*What is expected*.
In the material below, the required lines run from the one containing "Returns a copy" through the one containing "let mut min_y = Real::MAX;". Copy those lines exactly, ends included, and nothing else.

*Dataset entries*.
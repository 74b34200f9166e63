//! `ConvexMesh` struct: the closed convex triangle mesh carried by every fragment

use crate::float_types::{Real, parry3d::bounding_volume::Aabb};
use nalgebra::{Isometry3, Point3, Vector3, partial_max, partial_min};
use std::{fmt::Debug, sync::OnceLock};

pub mod merge;
pub mod plane;
pub mod slice;
pub mod volume;

/// One outward-wound triangle of a mesh.
/// - `S` is the generic metadata type (material, surface tag, ...), stored as `Option<S>`.
#[derive(Debug, Clone, PartialEq)]
pub struct Triangle<S> {
    /// Indices into the owning mesh's vertex array, counter-clockwise seen from outside
    pub indices: [usize; 3],

    /// Generic metadata associated with the Triangle
    pub metadata: Option<S>,
}

impl<S> Triangle<S> {
    pub const fn new(indices: [usize; 3], metadata: Option<S>) -> Self {
        Triangle { indices, metadata }
    }
}

/// A closed convex polyhedron stored as an indexed triangle list.
///
/// The core never inspects the geometry beyond sampling vertices and
/// summing tetrahedra; splitting and concatenation go through
/// [`slice::Slicer`] and [`merge::GeometryMerger`].
#[derive(Clone, Debug)]
pub struct ConvexMesh<S: Clone + Send + Sync + Debug> {
    /// Vertex positions in the owning body's local frame
    pub vertices: Vec<Point3<Real>>,

    /// Outward-wound triangles
    pub triangles: Vec<Triangle<S>>,

    /// Lazily calculated AABB that spans `vertices`.
    pub bounding_box: OnceLock<Aabb>,
}

impl<S: Clone + Send + Sync + Debug> ConvexMesh<S> {
    /// Returns a new empty mesh
    pub const fn empty() -> Self {
        ConvexMesh {
            vertices: Vec::new(),
            triangles: Vec::new(),
            bounding_box: OnceLock::new(),
        }
    }

    /// Build a mesh from vertices and triangles
    pub const fn new(vertices: Vec<Point3<Real>>, triangles: Vec<Triangle<S>>) -> Self {
        ConvexMesh {
            vertices,
            triangles,
            bounding_box: OnceLock::new(),
        }
    }

    /// Build a mesh from raw index triples, tagging every triangle with the same metadata
    pub fn from_indices(
        vertices: Vec<Point3<Real>>,
        indices: &[[usize; 3]],
        metadata: Option<S>,
    ) -> Self {
        let triangles = indices
            .iter()
            .map(|&tri| Triangle::new(tri, metadata.clone()))
            .collect();
        ConvexMesh::new(vertices, triangles)
    }

    /// Axis-aligned box spanning `mins`..`maxs`, wound outward.
    ///
    /// ## Example
    /// ```
    /// use cutrs::mesh::ConvexMesh;
    /// use nalgebra::Point3;
    /// let cube: ConvexMesh<()> =
    ///     ConvexMesh::cuboid(Point3::origin(), Point3::new(2.0, 2.0, 2.0), None);
    /// assert_eq!(cube.vertices.len(), 8);
    /// assert_eq!(cube.triangles.len(), 12);
    /// ```
    pub fn cuboid(mins: Point3<Real>, maxs: Point3<Real>, metadata: Option<S>) -> Self {
        let (x0, y0, z0) = (mins.x, mins.y, mins.z);
        let (x1, y1, z1) = (maxs.x, maxs.y, maxs.z);
        let vertices = vec![
            Point3::new(x0, y0, z0),
            Point3::new(x1, y0, z0),
            Point3::new(x1, y1, z0),
            Point3::new(x0, y1, z0),
            Point3::new(x0, y0, z1),
            Point3::new(x1, y0, z1),
            Point3::new(x1, y1, z1),
            Point3::new(x0, y1, z1),
        ];
        let indices = [
            // -z
            [0, 3, 2],
            [0, 2, 1],
            // +z
            [4, 5, 6],
            [4, 6, 7],
            // -y
            [0, 1, 5],
            [0, 5, 4],
            // +y
            [3, 7, 6],
            [3, 6, 2],
            // -x
            [0, 4, 7],
            [0, 7, 3],
            // +x
            [1, 2, 6],
            [1, 6, 5],
        ];
        ConvexMesh::from_indices(vertices, &indices, metadata)
    }

    pub fn is_empty(&self) -> bool {
        self.vertices.is_empty() || self.triangles.is_empty()
    }

    /// Iterate the three corner positions of every triangle
    pub fn triangle_positions(&self) -> impl Iterator<Item = [Point3<Real>; 3]> + '_ {
        self.triangles.iter().map(|tri| {
            let [a, b, c] = tri.indices;
            [self.vertices[a], self.vertices[b], self.vertices[c]]
        })
    }

    /// Unnormalized outward normal of triangle `i` (length is twice its area)
    pub fn face_normal(&self, i: usize) -> Vector3<Real> {
        let [a, b, c] = self.triangles[i].indices;
        (self.vertices[b] - self.vertices[a]).cross(&(self.vertices[c] - self.vertices[a]))
    }

    /// Absolute volume, see [`volume::convex_volume`]
    pub fn volume(&self) -> Real {
        volume::convex_volume(self)
    }

    /// Returns a copy with every vertex moved by `iso`
    pub fn transformed(&self, iso: &Isometry3<Real>) -> ConvexMesh<S> {
        ConvexMesh::new(
            self.vertices.iter().map(|p| iso.transform_point(p)).collect(),
            self.triangles.clone(),
        )
    }

    /// Returns a [`parry3d::bounding_volume::Aabb`] indicating the 3D bounds of all `vertices`.
    pub fn bounding_box(&self) -> Aabb {
        *self.bounding_box.get_or_init(|| {
            let mut min_x = Real::MAX;
            let mut min_y = Real::MAX;
            let mut min_z = Real::MAX;
            let mut max_x = -Real::MAX;
            let mut max_y = -Real::MAX;
            let mut max_z = -Real::MAX;

            for v in &self.vertices {
                min_x = *partial_min(&min_x, &v.x).unwrap_or(&min_x);
                min_y = *partial_min(&min_y, &v.y).unwrap_or(&min_y);
                min_z = *partial_min(&min_z, &v.z).unwrap_or(&min_z);

                max_x = *partial_max(&max_x, &v.x).unwrap_or(&max_x);
                max_y = *partial_max(&max_y, &v.y).unwrap_or(&max_y);
                max_z = *partial_max(&max_z, &v.z).unwrap_or(&max_z);
            }

            // No vertices: trivial AABB at origin
            if min_x > max_x {
                return Aabb::new(Point3::origin(), Point3::origin());
            }

            Aabb::new(
                Point3::new(min_x, min_y, min_z),
                Point3::new(max_x, max_y, max_z),
            )
        })
    }

    /// Invalidates the cached bounding box.
    pub fn invalidate_bounding_box(&mut self) {
        self.bounding_box = OnceLock::new();
    }
}

impl<S: Clone + Send + Sync + Debug> Default for ConvexMesh<S> {
    fn default() -> Self {
        ConvexMesh::empty()
    }
}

*Solution to this problem*.
    /// Returns a copy with every vertex moved by `iso`
    pub fn transformed(&self, iso: &Isometry3<Real>) -> ConvexMesh<S> {
        ConvexMesh::new(
            self.vertices.iter().map(|p| iso.transform_point(p)).collect(),
            self.triangles.clone(),
        )
    }

    /// Returns a [`parry3d::bounding_volume::Aabb`] indicating the 3D bounds of all `vertices`.
    pub fn bounding_box(&self) -> Aabb {
        *self.bounding_box.get_or_init(|| {
            let mut min_x = Real::MAX;
            let mut min_y = Real::MAX;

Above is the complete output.